Beginning with the first line of the data below, extract each line up to and including the one containing "loaded, which happens". Copy them exactly and add nothing.

#### Record extracts

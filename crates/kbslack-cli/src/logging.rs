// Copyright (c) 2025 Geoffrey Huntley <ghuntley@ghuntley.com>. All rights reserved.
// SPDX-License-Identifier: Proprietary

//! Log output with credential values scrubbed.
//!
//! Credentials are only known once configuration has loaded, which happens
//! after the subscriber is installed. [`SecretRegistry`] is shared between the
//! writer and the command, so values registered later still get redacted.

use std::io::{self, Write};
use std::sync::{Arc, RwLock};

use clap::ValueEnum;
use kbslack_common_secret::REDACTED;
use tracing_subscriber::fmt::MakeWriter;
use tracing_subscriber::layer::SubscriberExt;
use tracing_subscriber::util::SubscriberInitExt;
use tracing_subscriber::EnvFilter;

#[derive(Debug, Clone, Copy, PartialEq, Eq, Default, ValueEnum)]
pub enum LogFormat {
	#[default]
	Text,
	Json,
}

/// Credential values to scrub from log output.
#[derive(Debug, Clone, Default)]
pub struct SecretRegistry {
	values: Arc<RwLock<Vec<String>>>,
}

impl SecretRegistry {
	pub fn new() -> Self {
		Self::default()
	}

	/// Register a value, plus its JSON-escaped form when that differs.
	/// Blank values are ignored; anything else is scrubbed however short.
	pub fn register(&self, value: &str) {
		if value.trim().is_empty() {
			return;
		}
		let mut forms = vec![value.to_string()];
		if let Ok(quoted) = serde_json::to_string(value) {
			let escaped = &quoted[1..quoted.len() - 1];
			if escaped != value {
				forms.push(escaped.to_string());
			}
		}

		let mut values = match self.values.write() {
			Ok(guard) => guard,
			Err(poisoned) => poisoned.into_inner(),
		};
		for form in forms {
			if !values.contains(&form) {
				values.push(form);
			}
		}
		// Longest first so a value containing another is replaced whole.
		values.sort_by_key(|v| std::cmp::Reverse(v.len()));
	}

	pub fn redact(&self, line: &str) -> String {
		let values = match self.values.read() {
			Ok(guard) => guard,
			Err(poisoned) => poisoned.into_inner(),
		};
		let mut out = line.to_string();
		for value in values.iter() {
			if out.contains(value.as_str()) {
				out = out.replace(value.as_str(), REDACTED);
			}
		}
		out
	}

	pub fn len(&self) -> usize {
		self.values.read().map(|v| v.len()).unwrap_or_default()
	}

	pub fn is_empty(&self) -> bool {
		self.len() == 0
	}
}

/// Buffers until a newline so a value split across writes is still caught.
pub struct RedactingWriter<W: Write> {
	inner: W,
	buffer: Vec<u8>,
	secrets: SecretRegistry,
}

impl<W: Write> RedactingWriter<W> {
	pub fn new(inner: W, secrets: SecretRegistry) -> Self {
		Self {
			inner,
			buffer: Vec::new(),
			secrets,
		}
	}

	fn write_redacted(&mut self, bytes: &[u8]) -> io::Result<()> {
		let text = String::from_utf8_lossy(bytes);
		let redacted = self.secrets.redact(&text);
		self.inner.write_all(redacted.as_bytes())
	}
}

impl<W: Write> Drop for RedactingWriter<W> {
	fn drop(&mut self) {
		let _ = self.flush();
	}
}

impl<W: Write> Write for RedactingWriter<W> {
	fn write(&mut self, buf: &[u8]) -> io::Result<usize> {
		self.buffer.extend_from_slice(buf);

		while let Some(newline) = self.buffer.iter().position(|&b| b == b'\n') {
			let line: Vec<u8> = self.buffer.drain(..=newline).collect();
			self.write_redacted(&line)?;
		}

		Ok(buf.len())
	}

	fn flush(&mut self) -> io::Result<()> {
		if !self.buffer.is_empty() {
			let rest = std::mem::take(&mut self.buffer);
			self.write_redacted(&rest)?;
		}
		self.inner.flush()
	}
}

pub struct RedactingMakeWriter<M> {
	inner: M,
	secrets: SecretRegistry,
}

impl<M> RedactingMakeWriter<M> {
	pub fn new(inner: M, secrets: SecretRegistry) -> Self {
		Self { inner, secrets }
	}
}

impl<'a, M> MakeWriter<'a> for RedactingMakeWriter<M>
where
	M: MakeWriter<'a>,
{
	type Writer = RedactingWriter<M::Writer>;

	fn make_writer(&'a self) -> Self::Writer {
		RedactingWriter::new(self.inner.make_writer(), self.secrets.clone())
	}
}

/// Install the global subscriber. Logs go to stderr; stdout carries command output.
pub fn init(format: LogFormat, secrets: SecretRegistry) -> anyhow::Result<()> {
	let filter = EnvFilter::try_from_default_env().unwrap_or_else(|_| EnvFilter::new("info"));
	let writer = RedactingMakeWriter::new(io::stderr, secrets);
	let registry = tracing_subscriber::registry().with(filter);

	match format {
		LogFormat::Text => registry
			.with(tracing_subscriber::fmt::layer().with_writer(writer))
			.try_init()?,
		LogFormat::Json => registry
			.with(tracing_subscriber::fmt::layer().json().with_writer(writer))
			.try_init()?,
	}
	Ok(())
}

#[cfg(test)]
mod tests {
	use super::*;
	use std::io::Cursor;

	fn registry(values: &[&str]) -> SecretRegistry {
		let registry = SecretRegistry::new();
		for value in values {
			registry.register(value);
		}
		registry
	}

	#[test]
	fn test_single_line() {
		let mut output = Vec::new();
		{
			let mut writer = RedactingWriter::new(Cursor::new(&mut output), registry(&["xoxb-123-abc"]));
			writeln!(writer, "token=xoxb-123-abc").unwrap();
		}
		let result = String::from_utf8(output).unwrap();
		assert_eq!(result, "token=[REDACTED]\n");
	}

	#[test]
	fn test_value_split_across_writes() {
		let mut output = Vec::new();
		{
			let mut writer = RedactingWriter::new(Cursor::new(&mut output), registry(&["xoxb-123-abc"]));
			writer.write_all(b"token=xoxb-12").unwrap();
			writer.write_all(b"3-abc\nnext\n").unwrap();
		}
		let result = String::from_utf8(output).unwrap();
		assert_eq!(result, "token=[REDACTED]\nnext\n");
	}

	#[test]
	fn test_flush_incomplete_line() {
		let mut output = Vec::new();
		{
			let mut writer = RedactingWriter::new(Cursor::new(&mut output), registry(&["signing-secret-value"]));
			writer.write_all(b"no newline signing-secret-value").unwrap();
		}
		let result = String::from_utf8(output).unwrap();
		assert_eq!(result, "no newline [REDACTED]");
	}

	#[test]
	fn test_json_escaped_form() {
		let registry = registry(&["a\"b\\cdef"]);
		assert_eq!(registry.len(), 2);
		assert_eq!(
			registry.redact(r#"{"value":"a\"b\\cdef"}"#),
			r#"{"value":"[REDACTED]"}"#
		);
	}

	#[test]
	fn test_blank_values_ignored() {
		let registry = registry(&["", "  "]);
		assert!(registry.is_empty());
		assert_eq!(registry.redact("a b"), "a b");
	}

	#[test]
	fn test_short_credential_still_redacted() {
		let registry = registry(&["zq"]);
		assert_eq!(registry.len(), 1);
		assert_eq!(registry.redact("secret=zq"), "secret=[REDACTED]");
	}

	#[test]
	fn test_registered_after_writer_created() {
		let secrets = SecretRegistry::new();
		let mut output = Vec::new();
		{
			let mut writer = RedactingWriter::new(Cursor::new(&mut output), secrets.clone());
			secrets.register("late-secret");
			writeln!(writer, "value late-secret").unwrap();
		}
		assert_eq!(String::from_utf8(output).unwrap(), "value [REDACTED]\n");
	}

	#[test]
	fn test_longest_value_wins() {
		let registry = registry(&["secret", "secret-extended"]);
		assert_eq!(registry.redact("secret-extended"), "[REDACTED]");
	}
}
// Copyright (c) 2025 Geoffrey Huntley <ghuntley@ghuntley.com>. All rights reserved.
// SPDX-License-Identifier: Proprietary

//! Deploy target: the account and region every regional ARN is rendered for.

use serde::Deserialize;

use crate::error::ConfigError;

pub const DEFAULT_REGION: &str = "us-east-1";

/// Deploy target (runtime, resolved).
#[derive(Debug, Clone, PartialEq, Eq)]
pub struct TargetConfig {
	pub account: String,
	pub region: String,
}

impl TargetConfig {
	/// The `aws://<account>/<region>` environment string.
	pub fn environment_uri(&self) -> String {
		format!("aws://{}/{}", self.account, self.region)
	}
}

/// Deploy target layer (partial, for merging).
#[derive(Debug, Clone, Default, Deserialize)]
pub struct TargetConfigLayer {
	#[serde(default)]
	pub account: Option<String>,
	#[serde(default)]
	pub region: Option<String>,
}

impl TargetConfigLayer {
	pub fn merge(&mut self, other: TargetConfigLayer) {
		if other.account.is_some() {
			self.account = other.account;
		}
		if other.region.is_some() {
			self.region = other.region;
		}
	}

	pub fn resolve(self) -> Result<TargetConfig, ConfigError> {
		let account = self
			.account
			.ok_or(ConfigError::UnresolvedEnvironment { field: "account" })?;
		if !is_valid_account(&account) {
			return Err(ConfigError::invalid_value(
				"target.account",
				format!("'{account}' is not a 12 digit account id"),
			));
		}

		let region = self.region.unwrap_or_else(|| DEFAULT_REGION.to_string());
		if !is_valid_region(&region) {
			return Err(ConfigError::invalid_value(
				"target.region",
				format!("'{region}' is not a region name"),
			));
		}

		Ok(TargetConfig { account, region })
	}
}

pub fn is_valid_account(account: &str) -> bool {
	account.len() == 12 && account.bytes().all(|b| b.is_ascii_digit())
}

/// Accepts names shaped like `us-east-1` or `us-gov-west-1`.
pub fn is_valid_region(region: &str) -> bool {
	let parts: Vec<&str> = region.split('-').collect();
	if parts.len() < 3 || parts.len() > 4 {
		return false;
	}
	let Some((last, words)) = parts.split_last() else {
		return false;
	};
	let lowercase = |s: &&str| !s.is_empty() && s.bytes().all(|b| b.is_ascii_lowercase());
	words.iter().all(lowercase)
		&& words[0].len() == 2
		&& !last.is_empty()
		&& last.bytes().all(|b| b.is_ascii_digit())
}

########

● **Response below**:
filename crates/kbslack-cli/src/logging.rs
// Copyright (c) 2025 Geoffrey Huntley <ghuntley@ghuntley.com>. All rights reserved.
// SPDX-License-Identifier: Proprietary

//! Log output with credential values scrubbed.
//!
//! Credentials are only known once configuration has loaded, which happens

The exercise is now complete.